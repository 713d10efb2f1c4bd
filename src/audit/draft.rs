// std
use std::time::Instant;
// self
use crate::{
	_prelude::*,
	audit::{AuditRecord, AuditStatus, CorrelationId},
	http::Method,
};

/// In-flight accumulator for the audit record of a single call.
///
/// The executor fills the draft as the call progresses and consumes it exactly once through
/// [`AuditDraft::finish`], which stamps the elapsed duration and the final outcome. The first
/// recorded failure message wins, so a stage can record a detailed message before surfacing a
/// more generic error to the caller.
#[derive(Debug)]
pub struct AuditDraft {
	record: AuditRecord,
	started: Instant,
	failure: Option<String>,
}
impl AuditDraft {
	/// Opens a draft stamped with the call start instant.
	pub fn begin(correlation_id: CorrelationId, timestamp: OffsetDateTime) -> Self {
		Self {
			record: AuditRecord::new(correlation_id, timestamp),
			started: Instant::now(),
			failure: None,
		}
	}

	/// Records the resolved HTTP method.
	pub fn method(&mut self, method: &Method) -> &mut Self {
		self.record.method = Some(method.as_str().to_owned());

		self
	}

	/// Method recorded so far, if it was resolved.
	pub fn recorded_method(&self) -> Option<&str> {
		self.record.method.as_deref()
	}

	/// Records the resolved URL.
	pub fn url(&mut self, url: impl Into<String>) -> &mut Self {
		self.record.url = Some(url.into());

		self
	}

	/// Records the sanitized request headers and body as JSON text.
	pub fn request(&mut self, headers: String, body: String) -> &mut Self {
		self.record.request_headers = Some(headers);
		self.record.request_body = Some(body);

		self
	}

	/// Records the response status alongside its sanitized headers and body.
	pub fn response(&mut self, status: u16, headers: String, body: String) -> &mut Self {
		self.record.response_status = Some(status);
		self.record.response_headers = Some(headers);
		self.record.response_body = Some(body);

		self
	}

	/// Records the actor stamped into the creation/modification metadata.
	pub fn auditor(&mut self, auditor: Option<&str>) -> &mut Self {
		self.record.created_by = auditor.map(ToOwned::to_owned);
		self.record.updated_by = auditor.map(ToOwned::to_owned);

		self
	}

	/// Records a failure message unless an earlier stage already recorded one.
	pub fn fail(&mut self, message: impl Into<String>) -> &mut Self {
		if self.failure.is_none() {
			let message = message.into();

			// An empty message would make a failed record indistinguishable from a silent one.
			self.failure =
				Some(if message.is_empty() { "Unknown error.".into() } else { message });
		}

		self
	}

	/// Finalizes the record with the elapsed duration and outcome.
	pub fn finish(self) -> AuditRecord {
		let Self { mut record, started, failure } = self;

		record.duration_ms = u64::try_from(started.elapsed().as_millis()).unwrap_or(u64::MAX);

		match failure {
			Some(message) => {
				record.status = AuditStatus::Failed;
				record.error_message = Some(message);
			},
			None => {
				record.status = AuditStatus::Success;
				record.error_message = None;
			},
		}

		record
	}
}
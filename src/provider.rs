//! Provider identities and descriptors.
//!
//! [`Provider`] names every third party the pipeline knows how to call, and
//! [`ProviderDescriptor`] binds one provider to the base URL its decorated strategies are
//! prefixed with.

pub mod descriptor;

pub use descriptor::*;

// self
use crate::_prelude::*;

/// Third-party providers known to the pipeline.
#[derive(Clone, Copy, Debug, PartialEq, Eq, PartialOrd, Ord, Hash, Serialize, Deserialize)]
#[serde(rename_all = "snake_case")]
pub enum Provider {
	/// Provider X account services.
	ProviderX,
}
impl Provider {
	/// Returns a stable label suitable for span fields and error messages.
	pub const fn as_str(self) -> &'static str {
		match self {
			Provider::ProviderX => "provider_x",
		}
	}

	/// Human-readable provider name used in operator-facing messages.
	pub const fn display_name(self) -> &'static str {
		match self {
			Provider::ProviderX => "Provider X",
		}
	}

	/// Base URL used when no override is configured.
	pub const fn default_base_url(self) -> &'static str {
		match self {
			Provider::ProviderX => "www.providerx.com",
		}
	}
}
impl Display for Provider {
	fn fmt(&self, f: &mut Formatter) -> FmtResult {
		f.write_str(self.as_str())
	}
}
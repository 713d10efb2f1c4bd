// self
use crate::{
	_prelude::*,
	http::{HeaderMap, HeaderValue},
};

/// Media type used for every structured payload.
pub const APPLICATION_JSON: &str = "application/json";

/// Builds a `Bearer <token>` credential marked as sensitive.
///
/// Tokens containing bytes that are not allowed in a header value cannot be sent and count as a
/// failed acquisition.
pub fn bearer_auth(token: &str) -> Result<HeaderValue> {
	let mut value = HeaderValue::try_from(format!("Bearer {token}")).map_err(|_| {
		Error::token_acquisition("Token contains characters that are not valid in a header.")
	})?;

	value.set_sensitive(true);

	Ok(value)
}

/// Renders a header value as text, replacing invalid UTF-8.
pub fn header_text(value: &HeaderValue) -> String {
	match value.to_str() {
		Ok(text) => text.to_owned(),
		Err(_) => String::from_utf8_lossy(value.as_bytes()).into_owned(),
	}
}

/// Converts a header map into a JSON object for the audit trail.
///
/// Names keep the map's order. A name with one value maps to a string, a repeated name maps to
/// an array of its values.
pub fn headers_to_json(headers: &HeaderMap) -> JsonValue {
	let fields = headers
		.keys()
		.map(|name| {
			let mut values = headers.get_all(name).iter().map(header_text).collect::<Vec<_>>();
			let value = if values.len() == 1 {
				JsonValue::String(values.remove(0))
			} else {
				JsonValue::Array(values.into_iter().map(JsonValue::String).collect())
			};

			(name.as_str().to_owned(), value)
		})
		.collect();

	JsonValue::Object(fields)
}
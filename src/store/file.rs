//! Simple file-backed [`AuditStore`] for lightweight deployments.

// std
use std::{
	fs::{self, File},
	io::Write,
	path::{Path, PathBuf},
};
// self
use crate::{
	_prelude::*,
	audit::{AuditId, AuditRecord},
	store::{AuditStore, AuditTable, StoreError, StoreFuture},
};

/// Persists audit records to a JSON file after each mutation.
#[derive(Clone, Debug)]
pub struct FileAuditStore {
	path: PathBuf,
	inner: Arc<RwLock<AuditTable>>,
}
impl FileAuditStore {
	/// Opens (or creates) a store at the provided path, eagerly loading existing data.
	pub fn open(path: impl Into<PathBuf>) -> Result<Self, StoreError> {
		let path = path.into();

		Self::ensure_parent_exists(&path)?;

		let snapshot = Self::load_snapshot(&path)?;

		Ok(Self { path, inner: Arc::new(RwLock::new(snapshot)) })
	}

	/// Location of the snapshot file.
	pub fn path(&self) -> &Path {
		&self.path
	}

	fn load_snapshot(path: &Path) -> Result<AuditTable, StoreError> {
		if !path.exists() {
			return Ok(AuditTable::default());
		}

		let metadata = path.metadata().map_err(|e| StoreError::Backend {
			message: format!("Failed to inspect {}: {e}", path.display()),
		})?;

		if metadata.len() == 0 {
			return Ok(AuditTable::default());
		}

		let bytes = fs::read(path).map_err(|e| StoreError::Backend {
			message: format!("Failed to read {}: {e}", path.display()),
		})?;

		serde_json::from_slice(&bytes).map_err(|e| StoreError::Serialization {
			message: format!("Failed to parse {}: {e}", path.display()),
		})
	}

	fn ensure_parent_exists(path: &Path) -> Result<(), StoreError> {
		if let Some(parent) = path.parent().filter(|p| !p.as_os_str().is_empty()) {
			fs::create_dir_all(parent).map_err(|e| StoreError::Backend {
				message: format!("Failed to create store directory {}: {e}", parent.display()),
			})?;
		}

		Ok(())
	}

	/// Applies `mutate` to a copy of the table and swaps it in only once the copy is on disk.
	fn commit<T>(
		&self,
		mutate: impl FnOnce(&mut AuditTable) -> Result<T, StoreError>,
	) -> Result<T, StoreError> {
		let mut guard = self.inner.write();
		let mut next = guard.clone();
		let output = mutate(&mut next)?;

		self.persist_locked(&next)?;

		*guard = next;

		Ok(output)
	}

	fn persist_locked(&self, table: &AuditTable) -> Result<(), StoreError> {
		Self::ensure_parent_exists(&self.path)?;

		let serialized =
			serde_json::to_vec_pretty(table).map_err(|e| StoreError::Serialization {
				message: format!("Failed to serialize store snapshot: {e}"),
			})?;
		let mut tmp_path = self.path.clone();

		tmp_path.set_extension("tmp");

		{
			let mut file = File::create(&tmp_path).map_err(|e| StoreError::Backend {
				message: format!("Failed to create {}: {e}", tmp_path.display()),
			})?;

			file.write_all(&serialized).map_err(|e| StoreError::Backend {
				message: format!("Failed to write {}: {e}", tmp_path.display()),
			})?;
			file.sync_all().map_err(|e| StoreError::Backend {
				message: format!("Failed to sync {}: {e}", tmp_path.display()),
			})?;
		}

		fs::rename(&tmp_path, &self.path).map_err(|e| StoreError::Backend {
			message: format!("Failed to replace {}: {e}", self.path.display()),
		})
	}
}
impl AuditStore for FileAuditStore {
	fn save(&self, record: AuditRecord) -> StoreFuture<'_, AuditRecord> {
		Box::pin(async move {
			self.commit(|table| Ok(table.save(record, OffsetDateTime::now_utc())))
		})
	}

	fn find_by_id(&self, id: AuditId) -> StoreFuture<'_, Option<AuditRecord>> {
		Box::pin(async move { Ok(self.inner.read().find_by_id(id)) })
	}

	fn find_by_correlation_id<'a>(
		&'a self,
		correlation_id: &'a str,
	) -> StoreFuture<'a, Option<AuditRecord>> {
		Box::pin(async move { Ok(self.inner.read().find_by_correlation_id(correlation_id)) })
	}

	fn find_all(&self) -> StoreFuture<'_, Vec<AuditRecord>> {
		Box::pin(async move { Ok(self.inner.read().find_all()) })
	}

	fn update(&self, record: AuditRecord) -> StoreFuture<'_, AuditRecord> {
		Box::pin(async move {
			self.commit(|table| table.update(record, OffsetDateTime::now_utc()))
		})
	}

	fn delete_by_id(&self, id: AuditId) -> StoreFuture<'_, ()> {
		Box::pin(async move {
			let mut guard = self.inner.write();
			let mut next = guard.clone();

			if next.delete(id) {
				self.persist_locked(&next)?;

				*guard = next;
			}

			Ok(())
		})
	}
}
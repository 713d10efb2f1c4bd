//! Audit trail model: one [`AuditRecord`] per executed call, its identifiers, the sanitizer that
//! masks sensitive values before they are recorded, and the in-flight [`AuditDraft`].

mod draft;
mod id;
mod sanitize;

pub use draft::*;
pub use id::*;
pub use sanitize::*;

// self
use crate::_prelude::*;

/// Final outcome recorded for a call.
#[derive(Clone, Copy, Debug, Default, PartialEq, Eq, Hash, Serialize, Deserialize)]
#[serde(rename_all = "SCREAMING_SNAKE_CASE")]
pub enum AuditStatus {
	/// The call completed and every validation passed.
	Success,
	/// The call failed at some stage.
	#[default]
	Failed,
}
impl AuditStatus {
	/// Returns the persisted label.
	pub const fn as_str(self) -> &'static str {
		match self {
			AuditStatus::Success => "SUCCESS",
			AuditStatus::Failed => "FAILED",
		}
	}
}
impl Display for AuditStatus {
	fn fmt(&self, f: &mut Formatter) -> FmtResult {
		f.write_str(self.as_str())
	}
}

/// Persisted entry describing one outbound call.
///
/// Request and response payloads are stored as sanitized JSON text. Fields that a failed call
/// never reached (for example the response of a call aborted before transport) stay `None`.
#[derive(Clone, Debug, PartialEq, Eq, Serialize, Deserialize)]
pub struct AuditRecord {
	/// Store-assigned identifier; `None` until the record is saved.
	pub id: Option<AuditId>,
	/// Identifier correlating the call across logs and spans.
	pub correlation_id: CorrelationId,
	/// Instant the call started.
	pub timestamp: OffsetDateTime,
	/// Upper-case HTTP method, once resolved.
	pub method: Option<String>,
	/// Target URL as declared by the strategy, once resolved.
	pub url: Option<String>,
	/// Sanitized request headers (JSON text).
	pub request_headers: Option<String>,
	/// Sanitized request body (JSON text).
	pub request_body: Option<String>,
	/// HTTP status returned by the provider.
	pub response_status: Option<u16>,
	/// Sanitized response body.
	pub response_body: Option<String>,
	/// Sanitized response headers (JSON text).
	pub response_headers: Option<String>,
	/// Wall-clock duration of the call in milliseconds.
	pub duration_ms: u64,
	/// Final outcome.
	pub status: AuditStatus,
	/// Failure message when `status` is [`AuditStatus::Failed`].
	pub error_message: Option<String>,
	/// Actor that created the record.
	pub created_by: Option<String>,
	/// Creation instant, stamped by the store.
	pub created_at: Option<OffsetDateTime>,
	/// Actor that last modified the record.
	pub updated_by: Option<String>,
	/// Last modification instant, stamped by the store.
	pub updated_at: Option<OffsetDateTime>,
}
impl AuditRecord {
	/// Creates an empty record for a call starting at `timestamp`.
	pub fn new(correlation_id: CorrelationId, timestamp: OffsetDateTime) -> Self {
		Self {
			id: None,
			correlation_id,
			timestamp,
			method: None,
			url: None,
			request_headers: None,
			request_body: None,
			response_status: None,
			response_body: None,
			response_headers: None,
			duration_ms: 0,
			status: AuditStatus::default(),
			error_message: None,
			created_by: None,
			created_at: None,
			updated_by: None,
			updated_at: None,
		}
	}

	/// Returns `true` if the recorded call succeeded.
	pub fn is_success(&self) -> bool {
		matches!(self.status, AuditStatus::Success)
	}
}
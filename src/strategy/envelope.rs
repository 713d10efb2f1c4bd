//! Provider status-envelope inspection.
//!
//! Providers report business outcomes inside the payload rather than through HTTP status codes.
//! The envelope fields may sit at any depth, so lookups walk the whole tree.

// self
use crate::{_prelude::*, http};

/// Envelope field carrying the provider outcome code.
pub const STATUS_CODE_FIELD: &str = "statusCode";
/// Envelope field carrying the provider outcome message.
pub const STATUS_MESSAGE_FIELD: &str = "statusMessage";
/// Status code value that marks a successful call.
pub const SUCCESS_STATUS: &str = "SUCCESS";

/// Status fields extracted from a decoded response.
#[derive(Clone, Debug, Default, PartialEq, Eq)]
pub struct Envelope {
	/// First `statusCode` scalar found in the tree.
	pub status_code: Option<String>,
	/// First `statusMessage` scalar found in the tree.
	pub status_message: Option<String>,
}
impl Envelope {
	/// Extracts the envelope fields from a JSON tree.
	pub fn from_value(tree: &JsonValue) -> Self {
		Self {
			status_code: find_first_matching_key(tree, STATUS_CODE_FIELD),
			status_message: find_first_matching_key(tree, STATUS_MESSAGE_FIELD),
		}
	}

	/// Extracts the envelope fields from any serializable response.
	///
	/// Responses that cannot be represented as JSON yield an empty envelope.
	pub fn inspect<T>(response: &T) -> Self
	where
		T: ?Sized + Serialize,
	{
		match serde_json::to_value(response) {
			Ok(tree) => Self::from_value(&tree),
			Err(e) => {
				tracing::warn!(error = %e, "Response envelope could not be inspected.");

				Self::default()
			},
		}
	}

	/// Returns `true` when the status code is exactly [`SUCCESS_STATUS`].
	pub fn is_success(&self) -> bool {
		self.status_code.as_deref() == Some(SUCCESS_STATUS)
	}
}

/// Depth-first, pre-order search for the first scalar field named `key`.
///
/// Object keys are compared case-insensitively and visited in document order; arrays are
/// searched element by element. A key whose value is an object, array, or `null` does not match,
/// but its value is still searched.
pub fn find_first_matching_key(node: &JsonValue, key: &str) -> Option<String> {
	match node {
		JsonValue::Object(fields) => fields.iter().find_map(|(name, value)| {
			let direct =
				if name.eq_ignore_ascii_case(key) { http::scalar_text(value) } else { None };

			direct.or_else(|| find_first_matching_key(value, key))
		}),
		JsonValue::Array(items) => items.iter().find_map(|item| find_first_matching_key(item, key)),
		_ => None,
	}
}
★ ★ ★ ★
→ Brief: Could you copy exactly the lines from the first line of the records above through the line containing "call start instant.", both included, and nothing else?

→ Exercise answer:
repository 713d10efb2f1c4bd
filename src/audit/draft.rs
// std
use std::time::Instant;
// self
use crate::{
	_prelude::*,
	audit::{AuditRecord, AuditStatus, CorrelationId},
	http::Method,
};

/// In-flight accumulator for the audit record of a single call.
///
/// The executor fills the draft as the call progresses and consumes it exactly once through
/// [`AuditDraft::finish`], which stamps the elapsed duration and the final outcome. The first
/// recorded failure message wins, so a stage can record a detailed message before surfacing a
/// more generic error to the caller.
#[derive(Debug)]
pub struct AuditDraft {
	record: AuditRecord,
	started: Instant,
	failure: Option<String>,
}
impl AuditDraft {
	/// Opens a draft stamped with the call start instant.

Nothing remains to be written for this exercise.